Alvis Hermanis dirige le Nouveau Théâtre de Riga, en Lettonie, depuis bientôt dix ans. À 42 ans, il est à la tête de cette institution d'État, pourvue d'une troupe permanente de vingt-cinq comédiens, dont une partie de la programmation est consacrée au répertoire classique, surtout des auteurs allemands et russes. Par ailleurs, il monte des textes plus contemporains, comme Sonia de l'auteure russe Tatiana Tolstaia ; il met également en scène des spectacles inspirés d'éléments de la vie concrète, tel Long Life, sans doute sa création la plus connue, ayant bénéficié d'une importante tournée internationale, pièce qui propose des séries de variations mélancoliques autour de la vie des vieillards et de leur vision du monde si particulière. Les spectacles d'Alvis Hermanis et du Nouveau Théâtre de Riga sont le plus souvent des créations personnelles et collectives avec les acteurs, nées de différentes sources d'inspiration, de leur propre expérience, de la littérature, comme La Glace de Vladimir Sorokine ou encore l'album de Simon and Garfunkel, The Sound of Silence. Le théâtre d'Alvis Hermanis illustre une forme inventive de synthèse entre deux filiations contradictoires : la dramaturgie germanique, architecturée, pensée, abstraite, raisonnée, et l'espace du jeu russe, décalé, éclaté, désordonné, parfois encombré d'une certaine folie. Le travail de Hermanis avec ses acteurs, point essentiel de sa démarche, semble constamment tendu entre ces deux lignes.

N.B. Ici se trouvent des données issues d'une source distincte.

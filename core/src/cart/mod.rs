// core/src/cart/mod.rs

pub mod model;
pub mod service;
pub mod store;

pub use model::{Cart, CartId, CartItem, CartItemId, CartSummary, UserId};
pub use service::CartService;
pub use store::CartStore;
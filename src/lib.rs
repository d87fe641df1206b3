// Copyright (c) 2026 Arista Networks, Inc.
// Use of this source code is governed by the Apache License 2.0
// that can be found in the LICENSE file.

//! A YAML syntax reader.
//!
//! This crate turns UTF-8 text into a tree of typed syntactic nodes in
//! two phases:
//! - a **scanner** ([`tokenize`]) that converts characters into a flat,
//!   position-tagged token stream while tracking YAML's
//!   indentation-sensitive block structure and flow nesting
//! - a **parser** ([`parse`], [`parse_bytes`], [`parse_file`]) that
//!   consumes the stream and builds documents of mappings, sequences,
//!   scalars, anchors, aliases, tags, and block scalars
//!
//! Scanning never fails; parsing aborts on the first syntax error with
//! the offending token's position. Alias resolution, schema typing, and
//! value decoding are the concern of layers above this crate.
//!
//! # Example
//!
//! ```
//! use yaml_syntax::{parse_bytes, Mode, Node};
//!
//! let file = parse_bytes(b"name: John\nage: 30\n", Mode::empty()).unwrap();
//! assert_eq!(file.docs.len(), 1);
//! match &file.docs[0].body {
//!     Node::Mapping(mapping) => assert_eq!(mapping.values.len(), 2),
//!     other => panic!("expected a mapping, got {}", other.type_name()),
//! }
//! ```

mod ast;
mod error;
mod parser;
mod scanner;
mod token;

pub use ast::{
    AliasNode, AnchorNode, DirectiveNode, Document, File, LiteralNode, MappingNode,
    MappingValueNode, Node, SequenceNode, TagNode,
};
pub use error::{Error, ErrorKind, ParseError};
pub use parser::{parse, parse_bytes, parse_file, Mode};
pub use scanner::tokenize;
pub use token::{Position, Token, TokenKind, Tokens};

Tatiana Tolstaia est née en 1951 à Saint-Petersbourg. Elle est issue d'une famille marquée par une riche tradition littéraire. Après des études à l'université d'État de Leningrad, elle s'installe à Moscou où elle travaille dans une maison d'édition avant de se consacrer entièrement à l'écriture. En tant que journaliste, Tatiana Tolstaia a écrit sur la littérature mais aussi sur les événements actuels en Russie. Aujourd'hui, elle vit et travaille entre les États-Unis, où elle enseigne à l'université, et la Russie. Elle est reconnue comme l'un des plus grands écrivains russes actuels.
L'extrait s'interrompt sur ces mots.